-- Opening Marker --

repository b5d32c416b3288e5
use crate::{Candidate, Error, LibrarianService, Result, ToolInvocation};

#[derive(Clone, Debug)]
pub struct AskRequest {
	pub question: String,
}

#[derive(Clone, Copy, Debug, PartialEq, Eq)]
pub enum AskOutcome {
	/// The input guard rejected the question; no model was called.
	Refused,
	/// The model answered in its first round without a lookup.
	Direct,
	/// The answer was composed after one round of lookups.
	ToolAssisted,
}

#[derive(Clone, Debug)]
pub struct AskResponse {
	pub answer: String,
	pub outcome: AskOutcome,
	pub candidates: Vec<Candidate>,
	pub lookups: Vec<ToolInvocation>,
	pub model_calls: u32,
}

impl LibrarianService {
	/// Guard, retrieve, then converse.
	pub async fn ask(&self, req: AskRequest) -> Result<AskResponse> {
		let question = req.question.trim();

		if question.is_empty() {
			return Err(Error::InvalidRequest { message: "question must be non-empty.".to_string() });
		}
		if self.guard().check(question) {
			tracing::info!("Question rejected by the input guard.");

			return Ok(AskResponse {
				answer: self.cfg.guard.refusal_message.clone(),
				outcome: AskOutcome::Refused,
				candidates: Vec::new(),
				lookups: Vec::new(),
				model_calls: 0,
			});
		}

		let candidates = self.retrieve(question, self.cfg.retrieval.top_k).await?;
		let conversation = self.converse(question, &candidates).await?;
		let outcome = if conversation.lookups.is_empty() {
			AskOutcome::Direct
		} else {
			AskOutcome::ToolAssisted
		};

		tracing::info!(
			candidates = candidates.len(),
			lookups = conversation.lookups.len(),
			model_calls = conversation.model_calls,
			"Question answered."
		);

		Ok(AskResponse {
			answer: conversation.answer,
			outcome,
			candidates,
			lookups: conversation.lookups,
			model_calls: conversation.model_calls,
		})
	}
}
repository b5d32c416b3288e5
use std::collections::HashMap;

use librarian_domain::catalog::CatalogEntry;

use crate::{Error, LibrarianService, Result};

#[derive(Clone, Debug)]
pub struct ReindexRequest {
	pub entries: Vec<CatalogEntry>,
	/// Drop the existing index before writing.
	pub recreate: bool,
}

#[derive(Clone, Debug, Default, PartialEq, Eq)]
pub struct ReindexReport {
	pub indexed: u64,
	pub batches: u64,
	/// Catalog titles with no detailed summary in the corpus.
	pub missing_details: Vec<String>,
}

impl LibrarianService {
	pub async fn reindex(&self, req: ReindexRequest) -> Result<ReindexReport> {
		let entries = dedupe_by_title(req.entries);
		let missing_details = entries
			.iter()
			.filter(|entry| !self.corpus.contains(&entry.title))
			.map(|entry| entry.title.clone())
			.collect::<Vec<_>>();

		if !missing_details.is_empty() {
			tracing::warn!(
				missing = missing_details.len(),
				titles = ?missing_details,
				"Catalog titles have no detailed summary."
			);

			if self.cfg.ingest.require_detail_coverage {
				return Err(Error::InvalidRequest {
					message: format!(
						"{} catalog titles have no detailed summary: {}.",
						missing_details.len(),
						missing_details.join(", ")
					),
				});
			}
		}

		self.index.prepare(req.recreate).await.map_err(Error::from_index)?;

		let mut report = ReindexReport { missing_details, ..Default::default() };

		for batch in entries.chunks(self.cfg.ingest.batch_size as usize) {
			let texts = batch.iter().map(|entry| entry.short_summary.clone()).collect::<Vec<_>>();
			let vectors = self.embed_texts(&texts).await?;

			self.index.upsert(batch, vectors).await.map_err(Error::from_index)?;

			report.indexed += batch.len() as u64;
			report.batches += 1;
		}

		tracing::info!(
			indexed = report.indexed,
			batches = report.batches,
			recreate = req.recreate,
			"Catalog reindexed."
		);

		Ok(report)
	}
}

/// Keeps the last entry for each case-insensitive title, in first-seen order.
fn dedupe_by_title(entries: Vec<CatalogEntry>) -> Vec<CatalogEntry> {
	let mut positions: HashMap<String, usize> = HashMap::new();
	let mut out: Vec<CatalogEntry> = Vec::with_capacity(entries.len());

	for entry in entries {
		let key = entry.key();

		match positions.get(&key) {
			Some(&position) => out[position] = entry,
			None => {
				positions.insert(key, out.len());
				out.push(entry);
			},
		}
	}

	out
}
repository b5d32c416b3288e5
mod error;
mod types;

pub use error::{Error, Result};
pub use types::{
	Config, Corpus, EmbeddingProviderConfig, Guard, Ingest, LlmProviderConfig, Providers, Qdrant,
	Retrieval, Service, Storage, default_guard_patterns, default_refusal_message,
};

use std::{env, fs, path::Path};

const ENV_KEY_PREFIX: &str = "env:";

pub fn load(path: &Path) -> Result<Config> {
	let raw = fs::read_to_string(path)
		.map_err(|err| Error::ReadConfig { path: path.to_path_buf(), source: err })?;

	let mut cfg: Config = toml::from_str(&raw)
		.map_err(|err| Error::ParseConfig { path: path.to_path_buf(), source: err })?;

	normalize(&mut cfg);

	resolve_api_keys(&mut cfg)?;

	validate(&cfg)?;

	Ok(cfg)
}

pub fn validate(cfg: &Config) -> Result<()> {
	if cfg.storage.qdrant.collection.trim().is_empty() {
		return Err(Error::Validation {
			message: "storage.qdrant.collection must be non-empty.".to_string(),
		});
	}
	if cfg.providers.embedding.dimensions == 0 {
		return Err(Error::Validation {
			message: "providers.embedding.dimensions must be greater than zero.".to_string(),
		});
	}
	if cfg.providers.embedding.dimensions != cfg.storage.qdrant.vector_dim {
		return Err(Error::Validation {
			message: "providers.embedding.dimensions must match storage.qdrant.vector_dim."
				.to_string(),
		});
	}
	if !cfg.providers.llm.temperature.is_finite() {
		return Err(Error::Validation {
			message: "providers.llm.temperature must be a finite number.".to_string(),
		});
	}
	if !(0.0..=2.0).contains(&cfg.providers.llm.temperature) {
		return Err(Error::Validation {
			message: "providers.llm.temperature must be in the range 0.0-2.0.".to_string(),
		});
	}

	for (label, timeout_ms) in [
		("embedding", cfg.providers.embedding.timeout_ms),
		("llm", cfg.providers.llm.timeout_ms),
	] {
		if timeout_ms == 0 {
			return Err(Error::Validation {
				message: format!("Provider {label} timeout_ms must be greater than zero."),
			});
		}
	}
	for (label, key) in
		[("embedding", &cfg.providers.embedding.api_key), ("llm", &cfg.providers.llm.api_key)]
	{
		if key.trim().is_empty() {
			return Err(Error::Validation {
				message: format!("Provider {label} api_key must be non-empty."),
			});
		}
	}

	if cfg.retrieval.top_k == 0 {
		return Err(Error::Validation {
			message: "retrieval.top_k must be greater than zero.".to_string(),
		});
	}
	if cfg.guard.refusal_message.trim().is_empty() {
		return Err(Error::Validation {
			message: "guard.refusal_message must be non-empty.".to_string(),
		});
	}
	if cfg.ingest.batch_size == 0 {
		return Err(Error::Validation {
			message: "ingest.batch_size must be greater than zero.".to_string(),
		});
	}

	Ok(())
}

fn normalize(cfg: &mut Config) {
	cfg.guard.patterns.retain(|pattern| !pattern.trim().is_empty());
	cfg.providers.embedding.api_base =
		cfg.providers.embedding.api_base.trim_end_matches('/').to_string();
	cfg.providers.llm.api_base = cfg.providers.llm.api_base.trim_end_matches('/').to_string();
}

fn resolve_api_keys(cfg: &mut Config) -> Result<()> {
	for (field, key) in [
		("providers.embedding.api_key", &mut cfg.providers.embedding.api_key),
		("providers.llm.api_key", &mut cfg.providers.llm.api_key),
	] {
		let Some(name) = key.trim().strip_prefix(ENV_KEY_PREFIX) else {
			continue;
		};
		let name = name.trim().to_string();
		let value = env::var(&name)
			.map_err(|_| Error::MissingEnv { field: field.to_string(), name: name.clone() })?;

		*key = value;
	}

	Ok(())
}
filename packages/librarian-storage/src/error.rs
#[derive(Debug, thiserror::Error)]
pub enum Error {
	#[error("Failed to read corpus file at {path:?}.")]
	ReadCorpus { path: std::path::PathBuf, source: std::io::Error },
	#[error("Failed to parse corpus file at {path:?}.")]
	ParseCorpus { path: std::path::PathBuf, source: serde_json::Error },
	#[error("Invalid argument: {0}")]
	InvalidArgument(String),
	#[error(transparent)]
	Qdrant(#[from] Box<qdrant_client::QdrantError>),
}
impl From<qdrant_client::QdrantError> for Error {
	fn from(err: qdrant_client::QdrantError) -> Self {
		Self::Qdrant(Box::new(err))
	}
}
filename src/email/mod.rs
pub mod templates;

use async_trait::async_trait;
use lettre::message::header::ContentType;
use lettre::transport::smtp::authentication::Credentials;
use lettre::{AsyncSmtpTransport, AsyncTransport, Message, Tokio1Executor};

use crate::config::SmtpConfig;

/// Outbound notification collaborator.
#[async_trait]
pub trait Notifier: Send + Sync {
    async fn send_password_reset(&self, to_email: &str, reset_url: &str) -> Result<(), String>;
}

pub struct SystemMailer {
    transport: AsyncSmtpTransport<Tokio1Executor>,
    from: String,
}

impl SystemMailer {
    pub fn new(config: &SmtpConfig) -> Result<Self, String> {
        let creds = Credentials::new(config.user.clone(), config.pass.clone());

        let transport = AsyncSmtpTransport::<Tokio1Executor>::starttls_relay(&config.host)
            .map_err(|e| format!("System SMTP error: {e}"))?
            .port(config.port)
            .credentials(creds)
            .build();

        Ok(Self {
            transport,
            from: config.from.clone(),
        })
    }

    async fn send(&self, to: &str, subject: &str, body: &str) -> Result<(), String> {
        let message = Message::builder()
            .from(
                self.from
                    .parse()
                    .map_err(|e| format!("Invalid from address: {e}"))?,
            )
            .to(to.parse().map_err(|e| format!("Invalid to address: {e}"))?)
            .subject(subject)
            .header(ContentType::TEXT_PLAIN)
            .body(body.to_string())
            .map_err(|e| format!("Failed to build email: {e}"))?;

        self.transport
            .send(message)
            .await
            .map_err(|e| format!("Failed to send email: {e}"))?;

        Ok(())
    }
}

#[async_trait]
impl Notifier for SystemMailer {
    async fn send_password_reset(&self, to_email: &str, reset_url: &str) -> Result<(), String> {
        let body = templates::render_password_reset(reset_url);
        self.send(to_email, "Password Reset Request", &body).await
    }
}

/// Used when SMTP is not configured: the link goes to the debug log instead of an inbox.
pub struct LogNotifier;

#[async_trait]
impl Notifier for LogNotifier {
    async fn send_password_reset(&self, to_email: &str, reset_url: &str) -> Result<(), String> {
        // Contains a live token: debug only.
        tracing::debug!(to = %to_email, "Password reset link: {reset_url}");
        Ok(())
    }
}
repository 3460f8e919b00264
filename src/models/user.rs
use chrono::{DateTime, Utc};
use serde::{Deserialize, Serialize};
use uuid::Uuid;

use crate::models::Listing;

#[derive(Debug, Clone, sqlx::FromRow, Serialize, Deserialize)]
pub struct User {
    pub id: Uuid,
    pub username: String,
    pub email: String,
    #[serde(skip_serializing)]
    pub password_hash: String,
    /// Listing ids in the order they were saved. Never holds duplicates.
    pub wishlist: Vec<i64>,
    #[serde(skip_serializing)]
    pub reset_token_hash: Option<String>,
    #[serde(skip_serializing)]
    pub reset_expires_at: Option<DateTime<Utc>>,
    pub created_at: DateTime<Utc>,
}

#[derive(Debug, Clone)]
pub struct NewUser {
    pub username: String,
    pub email: String,
    pub password_hash: String,
}

/// Public view of a user with the wishlist resolved to listings.
#[derive(Debug, Clone, Serialize, Deserialize)]
pub struct UserProfile {
    pub id: Uuid,
    pub username: String,
    pub email: String,
    pub wishlist: Vec<Listing>,
}

impl UserProfile {
    pub fn new(user: User, wishlist: Vec<Listing>) -> Self {
        Self {
            id: user.id,
            username: user.username,
            email: user.email,
            wishlist,
        }
    }
}
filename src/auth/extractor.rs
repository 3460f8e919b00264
use std::convert::Infallible;

use axum::extract::FromRequestParts;
use axum::http::request::Parts;
use uuid::Uuid;

use crate::auth::jwt::Claims;
use crate::error::AppError;

#[derive(Debug, Clone, PartialEq, Eq)]
pub struct CurrentUser {
    pub user_id: Uuid,
    pub email: String,
}

impl From<Claims> for CurrentUser {
    fn from(claims: Claims) -> Self {
        Self {
            user_id: claims.id,
            email: claims.email,
        }
    }
}

/// Decoded caller identity, attached to every request by `attach_identity`.
/// Anonymous when no token was sent or the token failed verification.
#[derive(Debug, Clone, Default, PartialEq, Eq)]
pub struct Identity(Option<CurrentUser>);

impl Identity {
    pub fn anonymous() -> Self {
        Self(None)
    }

    pub fn authenticated(user: CurrentUser) -> Self {
        Self(Some(user))
    }

    pub fn user(&self) -> Option<&CurrentUser> {
        self.0.as_ref()
    }

    pub fn require(&self) -> Result<&CurrentUser, AppError> {
        self.0.as_ref().ok_or(AppError::NotAuthenticated)
    }
}

impl<S: Send + Sync> FromRequestParts<S> for Identity {
    type Rejection = Infallible;

    async fn from_request_parts(parts: &mut Parts, _state: &S) -> Result<Self, Self::Rejection> {
        Ok(parts.extensions.get::<Identity>().cloned().unwrap_or_default())
    }
}
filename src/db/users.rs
use chrono::{DateTime, Utc};
use sqlx::PgPool;
use uuid::Uuid;

use crate::models::{NewUser, User};

pub async fn create(pool: &PgPool, new_user: &NewUser) -> Result<User, sqlx::Error> {
    sqlx::query_as::<_, User>(
        "INSERT INTO users (id, username, email, password_hash)
         VALUES ($1, $2, $3, $4) RETURNING *",
    )
    .bind(Uuid::now_v7())
    .bind(&new_user.username)
    .bind(&new_user.email)
    .bind(&new_user.password_hash)
    .fetch_one(pool)
    .await
}

pub async fn find_by_email(pool: &PgPool, email: &str) -> Result<Option<User>, sqlx::Error> {
    sqlx::query_as::<_, User>("SELECT * FROM users WHERE email = $1")
        .bind(email)
        .fetch_optional(pool)
        .await
}

pub async fn find_by_id(pool: &PgPool, id: Uuid) -> Result<Option<User>, sqlx::Error> {
    sqlx::query_as::<_, User>("SELECT * FROM users WHERE id = $1")
        .bind(id)
        .fetch_optional(pool)
        .await
}

pub async fn set_reset_token(
    pool: &PgPool,
    id: Uuid,
    token_hash: &str,
    expires_at: DateTime<Utc>,
) -> Result<(), sqlx::Error> {
    sqlx::query("UPDATE users SET reset_token_hash = $2, reset_expires_at = $3 WHERE id = $1")
        .bind(id)
        .bind(token_hash)
        .bind(expires_at)
        .execute(pool)
        .await?;
    Ok(())
}

pub async fn find_by_reset_token(
    pool: &PgPool,
    token_hash: &str,
    now: DateTime<Utc>,
) -> Result<Option<User>, sqlx::Error> {
    sqlx::query_as::<_, User>(
        "SELECT * FROM users
         WHERE reset_token_hash = $1 AND reset_expires_at > $2",
    )
    .bind(token_hash)
    .bind(now)
    .fetch_optional(pool)
    .await
}

pub async fn complete_password_reset(
    pool: &PgPool,
    id: Uuid,
    token_hash: &str,
    password_hash: &str,
) -> Result<bool, sqlx::Error> {
    let result = sqlx::query(
        "UPDATE users
         SET password_hash = $3, reset_token_hash = NULL, reset_expires_at = NULL
         WHERE id = $1 AND reset_token_hash = $2",
    )
    .bind(id)
    .bind(token_hash)
    .bind(password_hash)
    .execute(pool)
    .await?;
    Ok(result.rows_affected() == 1)
}

pub async fn update_wishlist(pool: &PgPool, id: Uuid, wishlist: &[i64]) -> Result<(), sqlx::Error> {
    sqlx::query("UPDATE users SET wishlist = $2 WHERE id = $1")
        .bind(id)
        .bind(wishlist)
        .execute(pool)
        .await?;
    Ok(())
}
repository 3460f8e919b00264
use axum::extract::State;
use axum::Json;
use serde::{Deserialize, Serialize};

use crate::error::AppError;
use crate::services::credentials::{self, AuthPayload, SignInInput, SignUpInput};
use crate::services::password_reset;
use crate::state::SharedState;

#[derive(Deserialize)]
pub struct ForgotPasswordRequest {
    pub email: String,
}

#[derive(Deserialize)]
pub struct ResetPasswordRequest {
    pub token: String,
    pub password: String,
}

#[derive(Serialize)]
pub struct MessageResponse {
    pub message: String,
}

pub async fn sign_up(
    State(state): State<SharedState>,
    Json(req): Json<SignUpInput>,
) -> Result<Json<AuthPayload>, AppError> {
    let payload = credentials::sign_up(state.store.as_ref(), &state.config.jwt_secret, req).await?;
    Ok(Json(payload))
}

pub async fn sign_in(
    State(state): State<SharedState>,
    Json(req): Json<SignInInput>,
) -> Result<Json<AuthPayload>, AppError> {
    let email = credentials::normalize_email(&req.email);

    if state.login_limiter.try_attempt(&email).is_err() {
        tracing::warn!(email = %email, "sign-in rate limited");
        return Err(AppError::RateLimited(
            "Too many sign-in attempts. Please try again later.".to_string(),
        ));
    }

    let payload =
        credentials::sign_in(state.store.as_ref(), &state.config.jwt_secret, req).await?;
    state.login_limiter.reset(&email);
    Ok(Json(payload))
}

pub async fn forgot_password(
    State(state): State<SharedState>,
    Json(req): Json<ForgotPasswordRequest>,
) -> Result<Json<MessageResponse>, AppError> {
    let message = password_reset::forgot_password(
        state.store.as_ref(),
        state.notifier.as_ref(),
        &state.config.reset_url_base,
        state.config.account_disclosure,
        &req.email,
    )
    .await?;
    Ok(Json(MessageResponse { message }))
}

pub async fn reset_password(
    State(state): State<SharedState>,
    Json(req): Json<ResetPasswordRequest>,
) -> Result<Json<MessageResponse>, AppError> {
    let message =
        password_reset::reset_password(state.store.as_ref(), &req.token, &req.password).await?;
    Ok(Json(MessageResponse { message }))
}
pub mod credentials;
pub mod listings;
pub mod password_reset;
pub mod wishlist;

use std::collections::HashMap;

use crate::db::Store;
use crate::error::AppError;
use crate::models::Listing;

/// Full listing records for wishlist ids, in wishlist order.
pub(crate) async fn resolve_wishlist(
    store: &dyn Store,
    ids: &[i64],
) -> Result<Vec<Listing>, AppError> {
    if ids.is_empty() {
        return Ok(Vec::new());
    }

    let mut by_id: HashMap<i64, Listing> = store
        .find_listings_by_ids(ids)
        .await?
        .into_iter()
        .map(|l| (l.id, l))
        .collect();

    Ok(ids.iter().filter_map(|id| by_id.remove(id)).collect())
}
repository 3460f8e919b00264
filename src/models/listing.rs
use chrono::{DateTime, Utc};
use serde::{Deserialize, Serialize};

#[derive(Debug, Clone, PartialEq, sqlx::FromRow, Serialize, Deserialize)]
pub struct Listing {
    pub id: i64,
    pub name: String,
    pub age: i32,
    pub breed: String,
    pub owner_name: String,
    pub owner_contact: String,
    pub description: String,
    pub images: Vec<String>,
    pub created_at: DateTime<Utc>,
}

#[derive(Debug, Clone)]
pub struct NewListing {
    pub name: String,
    pub age: i32,
    pub breed: String,
    pub owner_name: String,
    pub owner_contact: String,
    pub description: String,
    pub images: Vec<String>,
}
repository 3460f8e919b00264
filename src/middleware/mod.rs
pub mod identity;
use axum::extract::{Path, State};
use axum::Json;

use crate::auth::extractor::Identity;
use crate::error::AppError;
use crate::models::UserProfile;
use crate::services::{credentials, wishlist};
use crate::state::SharedState;

pub async fn me(
    identity: Identity,
    State(state): State<SharedState>,
) -> Result<Json<UserProfile>, AppError> {
    let profile = credentials::current_user(state.store.as_ref(), &identity).await?;
    Ok(Json(profile))
}

pub async fn add_to_wishlist(
    identity: Identity,
    State(state): State<SharedState>,
    Path(listing_id): Path<i64>,
) -> Result<Json<UserProfile>, AppError> {
    let profile = wishlist::add_to_wishlist(state.store.as_ref(), &identity, listing_id).await?;
    Ok(Json(profile))
}

pub async fn remove_from_wishlist(
    identity: Identity,
    State(state): State<SharedState>,
    Path(listing_id): Path<i64>,
) -> Result<Json<UserProfile>, AppError> {
    let profile =
        wishlist::remove_from_wishlist(state.store.as_ref(), &identity, listing_id).await?;
    Ok(Json(profile))
}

-- Closing Marker --

Activity: Every line holding the string "filename" should be copied here, so please find those lines in the data.

Worked solution:
filename packages/librarian-storage/src/error.rs
filename src/email/mod.rs
filename src/models/user.rs
filename src/auth/extractor.rs
filename src/db/users.rs
filename src/models/listing.rs
filename src/middleware/mod.rs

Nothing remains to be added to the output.